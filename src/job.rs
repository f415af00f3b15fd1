use async_trait::async_trait;
use bincode::{Decode, Encode};

use crate::{error::BoxError, types::JobRecord};

/// A decoded, invocable unit of work.
#[async_trait]
pub trait Perform: Send + Sync + 'static {
    async fn perform(&self) -> Result<(), BoxError>;

    /// Human-readable name for logs. `None` falls back to the job type.
    fn display_name(&self) -> Option<String> {
        None
    }

    /// Work items that want to hear about permanent failure return themselves here.
    fn permanent_failure_hook(&self) -> Option<&dyn PermanentFailureHook> {
        None
    }
}

/// Called once, right before a job is given up on for good.
#[async_trait]
pub trait PermanentFailureHook: Send + Sync {
    async fn on_permanent_failure(&self, job: &JobRecord, error: &str) -> Result<(), BoxError>;
}

/// A work item the bincode codec can persist.
pub trait Job: Perform + Encode + Decode<()> {
    /// Stable type tag written next to the payload. Renaming it orphans queued jobs.
    const NAME: &'static str;
}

▸ **EXERCISE**
Which of the lines above hold the string "JobRecord"? Pick each of them out.

▸ **ANSWER BOX**
use crate::{error::BoxError, types::JobRecord};
    async fn on_permanent_failure(&self, job: &JobRecord, error: &str) -> Result<(), BoxError>;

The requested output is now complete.